You can check your local air quality index, a system that tracks ozone (smog) and particle pollution (from ash, power plants and factories, vehicle exhaust, soil dust, and pollen) and other widespread pollutants, in order to know when to avoid spending too much time outside. The index is color-coded and ranges from “good” air quality in green to “very unhealthy” in purple.

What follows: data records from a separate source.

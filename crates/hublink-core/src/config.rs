use anyhow::{Context, Result};
use serde::{Deserialize, Serialize};
use std::fs;
use std::path::{Path, PathBuf};
use std::time::Duration;

use crate::error::ConfigError;
use crate::pool::{PoolSettings, DEFAULT_POOL_SIZE};
use crate::retry::RetryPolicy;

/// Retry strategy selector in config.toml.
#[derive(Debug, Clone, Copy, PartialEq, Eq, Default, Serialize, Deserialize)]
#[serde(rename_all = "lowercase")]
pub enum RetryKind {
    None,
    Fixed,
    Incremental,
    #[default]
    Exponential,
}

/// Retry policy parameters (`[retry]` in config.toml).
#[derive(Debug, Clone, PartialEq, Eq, Serialize, Deserialize)]
#[serde(default)]
pub struct RetryConfig {
    pub kind: RetryKind,
    /// Retries allowed after the first failure.
    pub max_retries: u32,
    /// Fixed delay, or the per-retry step for `incremental`.
    pub delay_ms: u64,
    /// Upper bound for `incremental` and `exponential`.
    pub max_delay_ms: u64,
    pub use_jitter: bool,
}

impl Default for RetryConfig {
    fn default() -> Self {
        Self {
            kind: RetryKind::Exponential,
            max_retries: 10,
            delay_ms: 1_000,
            max_delay_ms: 10_000,
            use_jitter: true,
        }
    }
}

impl RetryConfig {
    pub fn to_policy(&self) -> Result<RetryPolicy, ConfigError> {
        let delay = Duration::from_millis(self.delay_ms);
        let max_delay = Duration::from_millis(self.max_delay_ms);
        match self.kind {
            RetryKind::None => Ok(RetryPolicy::NoRetry),
            RetryKind::Fixed => RetryPolicy::fixed_delay(self.max_retries, delay, self.use_jitter),
            RetryKind::Incremental => {
                RetryPolicy::incremental_delay(self.max_retries, delay, max_delay, self.use_jitter)
            }
            RetryKind::Exponential => {
                RetryPolicy::exponential_backoff(self.max_retries, max_delay, self.use_jitter)
            }
        }
    }
}

/// Connection pooling parameters (`[pool]` in config.toml).
#[derive(Debug, Clone, PartialEq, Eq, Serialize, Deserialize)]
#[serde(default)]
pub struct PoolConfig {
    pub pooling: bool,
    pub max_pool_size: usize,
}

impl Default for PoolConfig {
    fn default() -> Self {
        Self {
            pooling: false,
            max_pool_size: DEFAULT_POOL_SIZE,
        }
    }
}

impl PoolConfig {
    pub fn to_settings(&self) -> Result<PoolSettings, ConfigError> {
        PoolSettings::new(self.pooling, self.max_pool_size)
    }
}

/// Global configuration loaded from `~/.config/hublink/config.toml`.
#[derive(Debug, Clone, Default, PartialEq, Eq, Serialize, Deserialize)]
pub struct HublinkConfig {
    #[serde(default)]
    pub retry: RetryConfig,
    #[serde(default)]
    pub pool: PoolConfig,
}

impl HublinkConfig {
    pub fn retry_policy(&self) -> Result<RetryPolicy, ConfigError> {
        self.retry.to_policy()
    }

    pub fn pool_settings(&self) -> Result<PoolSettings, ConfigError> {
        self.pool.to_settings()
    }

    /// Reject values that would fail later when building runtime types.
    pub fn validate(&self) -> Result<(), ConfigError> {
        self.retry_policy()?;
        self.pool_settings()?;
        Ok(())
    }
}

pub fn config_path() -> Result<PathBuf> {
    let xdg_dirs = xdg::BaseDirectories::with_prefix("hublink")?;
    Ok(xdg_dirs.place_config_file("config.toml")?)
}

/// Load and validate configuration from `path`.
pub fn load_from_path(path: &Path) -> Result<HublinkConfig> {
    let data = fs::read_to_string(path)
        .with_context(|| format!("reading config {}", path.display()))?;
    let cfg: HublinkConfig =
        toml::from_str(&data).with_context(|| format!("parsing config {}", path.display()))?;
    cfg.validate()
        .with_context(|| format!("invalid config {}", path.display()))?;
    Ok(cfg)
}

/// Load configuration from disk, creating a default file if none exists.
pub fn load_or_init() -> Result<HublinkConfig> {
    let path = config_path()?;
    if !path.exists() {
        let default_cfg = HublinkConfig::default();
        let toml = toml::to_string_pretty(&default_cfg)?;
        if let Some(parent) = path.parent() {
            fs::create_dir_all(parent)?;
        }
        fs::write(&path, toml)?;
        tracing::info!("created default config at {}", path.display());
        return Ok(default_cfg);
    }

    load_from_path(&path)
}
//! HTTP client for the radio schedule API.
//!
//! The engine only depends on the API exposing a stable `sched_id` per
//! scheduled event (usable as a dedup key) and a type discriminator; the
//! rest is formatting fodder for the handlers.

pub mod client;
pub mod error;
pub mod format;
pub mod station;
pub mod types;

pub use {
    client::RadioClient,
    error::{Error, Result},
    format::{election_line, song_line},
    station::Station,
    types::{Event, Song, StationInfo},
};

Lots of media outlets, including websites, newspapers, TV, and radio stations, report the local air quality index, and you can also look up your location on airnow.gov. It’s especially important to avoid exercising outdoors in unhealthy air because the effects of pollution on the body are worsened by the deep, quick breaths people take during physical exertion. It’s also best to avoid exercising near high-traffic areas in general, and particularly when the air quality is poor.
People with asthma are especially sensitive to poor air quality, says Jason Kwah, MD, a Yale Medicine allergist and immunologist. “We know that asthma is more prevalent in urban areas and in people who live near major roadways,” he says.
How infections injure your lungs
Infectious respiratory diseases, including flu, COVID-19, pneumonia, pertussis (whooping cough), RSV, and the common cold can harm the lungs. This is especially problematic because these conditions spread easily from person to person.
Most types of lung infections can be treated, but they can also be dangerous for infants, seniors, and people who have a lung disease or a weakened immune system. Fortunately, there are vaccinations (with the exception of RSV and the common cold) available for many common diseases that affect the lungs.
One silver lining of the COVID-19 pandemic is how it has highlighted the importance of vaccination in general, says Geoffrey Chupp, MD, director of the Yale Center for Asthma and Airway Disease.
“Because of COVID, we have increased awareness about lung viruses—how they can affect the lungs, and the role vaccination plays in preventing these diseases,” he says. “Vaccination has been at the forefront of many people’s dinner table conversations, which is good. Public awareness is going to ultimately help people be better about taking care of their lungs.”